According to the NIH VBAC Consensus Statement, an estimated 74% of women that plan a VBAC will have a successful VBAC. The success rates vary between 54%-94% depending on a several factors, including induction or augmentation of labor, pregnancy length, vaginal birth history, reason for prior cesarean, cervical readiness, race and ethnicity, health of the mother, socioeconomic status, region, marital status and type of hospital.
The following factors are based upon current evidence and point to higher rates of successful VBAC*:
- A previous vaginal delivery (before or after a cesarean delivery)
- Nonrecurring reason for cesarean delivery (such as malposition, breech, multiples, fetal distress, placenta previa)

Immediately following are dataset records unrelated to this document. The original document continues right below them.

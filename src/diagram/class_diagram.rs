//! Class hierarchy: selected classes with a few methods and base links.

use std::collections::HashMap;

use once_cell::sync::Lazy;
use regex::Regex;

use super::{sanitize_id, Diagram, DiagramType};
use crate::config::DiagramLimits;
use crate::ingest::{CodeUnit, ParsedFile};

/// `class Foo(Base, Mixin):`
static PAREN_BASES: Lazy<Regex> =
    Lazy::new(|| Regex::new(r"(?m)^\s*class\s+\w+\s*\(([^)]*)\)\s*:\s*$").expect("Invalid paren bases regex"));
/// `extends Base`, `implements A, B`
static EXTENDS: Lazy<Regex> = Lazy::new(|| {
    Regex::new(r"\b(?:extends|implements)\s+([\w.$]+(?:\s*<[^>]*>)?(?:\s*,\s*[\w.$]+(?:\s*<[^>]*>)?)*)")
        .expect("Invalid extends regex")
});
/// `class Foo : public Base`, `class Foo : Base, IThing`
static COLON_BASES: Lazy<Regex> = Lazy::new(|| {
    Regex::new(r"\b(?:class|struct|object)\s+\w+(?:<[^>]*>)?\s*(?:\([^)]*\))?\s*:\s*([^{]+)")
        .expect("Invalid colon bases regex")
});

/// Access and inheritance modifiers that precede a base name.
const BASE_MODIFIERS: &[&str] = &["public", "private", "protected", "virtual", "open"];

/// Text before the class body opens: up to `{`, or a line ending in `:`.
fn header(code: &str) -> &str {
    let brace = code.find('{').unwrap_or(code.len());
    let colon_line = code.find(":\n").map(|i| i + 1).unwrap_or(code.len());
    &code[..brace.min(colon_line)]
}

/// Base names written in a class header, simple names only.
pub fn base_names(code: &str) -> Vec<String> {
    let header = header(code);
    let raw = PAREN_BASES
        .captures(header)
        .or_else(|| EXTENDS.captures(header))
        .or_else(|| COLON_BASES.captures(header))
        .and_then(|c| c.get(1))
        .map(|m| m.as_str())
        .unwrap_or("");

    let mut names = Vec::new();
    for part in raw.split(',') {
        if part.contains('=') {
            continue;
        }
        let Some(token) = part
            .split_whitespace()
            .find(|w| !BASE_MODIFIERS.contains(w))
        else {
            continue;
        };
        let token = token.split('<').next().unwrap_or(token);
        let token = token.split('(').next().unwrap_or(token);
        let simple = token
            .rsplit(|c: char| c == '.' || c == ':')
            .next()
            .unwrap_or(token)
            .trim();
        if !simple.is_empty() && simple != "object" {
            names.push(simple.to_string());
        }
    }
    names
}

/// A class box: one or more same-named class units of one file merged.
#[derive(Debug)]
struct ClassBox<'f> {
    name: &'f str,
    file: &'f str,
    methods: Vec<&'f str>,
    bases: Vec<String>,
}

fn select<'f>(files: &'f [ParsedFile], limits: &DiagramLimits) -> Vec<ClassBox<'f>> {
    let mut boxes: Vec<ClassBox<'f>> = Vec::new();
    for file in files {
        for class in &file.classes {
            let existing = boxes
                .iter()
                .position(|b| b.name == class.name && b.file == file.file_path);
            let idx = match existing {
                Some(idx) => idx,
                None if boxes.len() < limits.max_classes => {
                    boxes.push(ClassBox {
                        name: &class.name,
                        file: &file.file_path,
                        methods: Vec::new(),
                        bases: Vec::new(),
                    });
                    boxes.len() - 1
                }
                None => continue,
            };
            merge(&mut boxes[idx], class, limits.max_methods_per_class);
        }
    }
    boxes
}

/// Mermaid ids: the class name, or `Name__path` when the name is in several files.
fn box_ids(boxes: &[ClassBox<'_>]) -> Vec<String> {
    let mut seen: HashMap<&str, usize> = HashMap::new();
    for b in boxes {
        *seen.entry(b.name).or_default() += 1;
    }
    boxes
        .iter()
        .map(|b| {
            if seen.get(b.name).copied().unwrap_or(0) > 1 {
                sanitize_id(&format!("{}__{}", b.name, b.file))
            } else {
                sanitize_id(b.name)
            }
        })
        .collect()
}

/// Box a base name refers to from box `from`: same file first, then the
/// first selected box with that name.
fn base_target(boxes: &[ClassBox<'_>], from: usize, base: &str) -> Option<usize> {
    let candidates = || {
        boxes
            .iter()
            .enumerate()
            .filter(move |(idx, b)| *idx != from && b.name == base)
    };
    candidates()
        .find(|(_, b)| b.file == boxes[from].file)
        .or_else(|| candidates().next())
        .map(|(idx, _)| idx)
}

fn merge<'f>(target: &mut ClassBox<'f>, class: &'f CodeUnit, max_methods: usize) {
    for method in &class.children {
        if target.methods.len() >= max_methods {
            break;
        }
        if !target.methods.contains(&method.name.as_str()) {
            target.methods.push(&method.name);
        }
    }
    for base in base_names(&class.code) {
        if !target.bases.contains(&base) {
            target.bases.push(base);
        }
    }
}

/// Render the `classDiagram`; None with fewer than two class boxes.
pub fn render(files: &[ParsedFile], limits: &DiagramLimits) -> Option<Diagram> {
    let boxes = select(files, limits);
    if boxes.len() < 2 {
        return None;
    }
    let ids = box_ids(&boxes);

    let mut body = String::from(DiagramType::ClassHierarchy.header());
    body.push('\n');
    for (b, id) in boxes.iter().zip(&ids) {
        if b.methods.is_empty() {
            body.push_str(&format!("    class {}\n", id));
        } else {
            body.push_str(&format!("    class {} {{\n", id));
            for method in &b.methods {
                body.push_str(&format!("        +{}()\n", method));
            }
            body.push_str("    }\n");
        }
    }

    let mut links = 0;
    for (idx, b) in boxes.iter().enumerate() {
        for base in &b.bases {
            if let Some(target) = base_target(&boxes, idx, base) {
                body.push_str(&format!("    {} <|-- {}\n", ids[target], ids[idx]));
                links += 1;
            }
        }
    }

    let description = format!(
        "{} classes with up to {} methods each and {} inheritance links.",
        boxes.len(),
        limits.max_methods_per_class,
        links
    );
    Some(Diagram {
        diagram_type: DiagramType::ClassHierarchy,
        title: "Class hierarchy".to_string(),
        body,
        description,
    })
}
use std::process::Command;

fn command_output(program: &str, args: &[&str]) -> Option<String> {
    Command::new(program)
        .args(args)
        .output()
        .ok()
        .filter(|output| output.status.success())
        .and_then(|output| String::from_utf8(output.stdout).ok())
        .map(|s| s.trim().to_string())
}

fn main() {
    let commit_sha =
        command_output("git", &["rev-parse", "--short", "HEAD"]).unwrap_or_else(|| "unknown".to_string());

    // "rustc 1.92.0 (..." -> "1.92.0"
    let rustc_version = command_output("rustc", &["--version"])
        .and_then(|s| {
            s.strip_prefix("rustc ")
                .and_then(|v| v.split_whitespace().next())
                .map(str::to_string)
        })
        .unwrap_or_else(|| "unknown".to_string());

    println!("cargo:rustc-env=VESPUCCI_COMMIT_SHA={}", commit_sha);
    println!("cargo:rustc-env=VESPUCCI_RUSTC_VERSION={}", rustc_version);

    println!("cargo:rerun-if-changed=.git/HEAD");
    println!("cargo:rerun-if-env-changed=VESPUCCI_COMMIT_SHA");
}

- Previous delivery of a baby weighing less than 4000 grams (8 lb and 13 oz)
Start of and during labor:
- Spontaneous labor (no induction or augmentation)
- Pregnancy length of 40 weeks or less
- Greater cervical dilation at admission
- Greater cervical dilation at rupture of membranes
- Cervical effacement that reaches 75-90% upon admission
- A single, vertex position baby (head down)
- The baby’s head being engaged or lower in the pelvis
- A higher Bishop score (a scoring system to estimate the success of induction)
While the medical factors listed above define an “ideal” candidate, you do not need to fit into all the areas to be a good candidate, and most women do not fit into all the categories.
Non-medical factors that can greatly influence success regardless of medical factors:
- Care provider perception and tolerance of risk
- Care provider preference
- Patient preference
- Patient perception of safety
- How informed consent is given
- Location and number of births per year at hospital
- Hospital policy regarding VBAC
- Health insurance status
- Professional association guidelines
These non-medical factors often have the greatest impact on whether or not you are considered a good candidate and in fact give birth vaginally. Before or during labor, non-medical factors are often used to persuade a woman she is not a good candidate, even if she does fit many of the medical criteria for VBAC.
In addition to considering who is likely to have a vaginal birth, looking at uterine rupture risk also plays a part in identifying candidacy for a VBAC. These factors may lower the risk of uterine rupture:
- A prior vaginal delivery
- Allowing for spontaneous labor
- A low transverse uterine scar type
- 18 months or greater between pregnancies
- A woman in a healthy weight range
- A hospital that has a medium to high number of births each year
Avoiding induction is a key component in preventing uterine rupture and achieving successful VBAC.
There is no way to be certain whether or not someone will have a successful VBAC. The NIH Statement could not define the ideal candidate for VBAC because all the evidence is based on large groups of women and should not be used to predict an individual’s chance of successful VBAC. Based on the evidence, the NIH Statement concluded that a planned VBAC is a reasonable option for many pregnant women with one prior low transverse uterine incision. Vaginal birth after multiple cesareans (VBAmC) and other special situations were not addressed in this consensus statement, but there is some evidence, albeit weaker quality evidence, that shows VBAC in these situations may be a safe choice for most women as well. A subsequent Practice Bulletin from the American Congress of Obstetricians and Gynecologists states that none of the following factors, in and of itself, indicates that a woman is a poor candidate for VBAC:
- history of two or more prior low-transverse incision cesareans
- twins in the current pregnancy
- gestation beyond 40 weeks
- suspected macrosomia (big baby)
- prior low vertical incision
- unknown prior scar, unless there is a high suspicion that the prior scar is a classical incision.
There may be other factors specific to your own situation that, combined with one of these factors, changes whether you are a good candidate for planned VBAC.
Providing complete and easily understood informed consent for both VBAC and RCS, lowering barriers to VBAC access, increasing care provider risk tolerance and perception of safety, using a shared decision making process and, whenever possible, honoring the woman’s preference will make a marked difference in whether or not any individual will have a VBAC.
To maximize your chances of a successful VBAC, it is vital that you are assessed individually and not compared to a large group of women. To the best of your ability, use a care provider willing to partner with you, and choose a birth setting that offers individualized care. Ultimately your desire for a VBAC and your care provider’s desire to support you fully weigh heavily on your chance of success.
*The available evidence stated is only for planned VBACs taking place in hospitals and does not include out of hospital VBACs.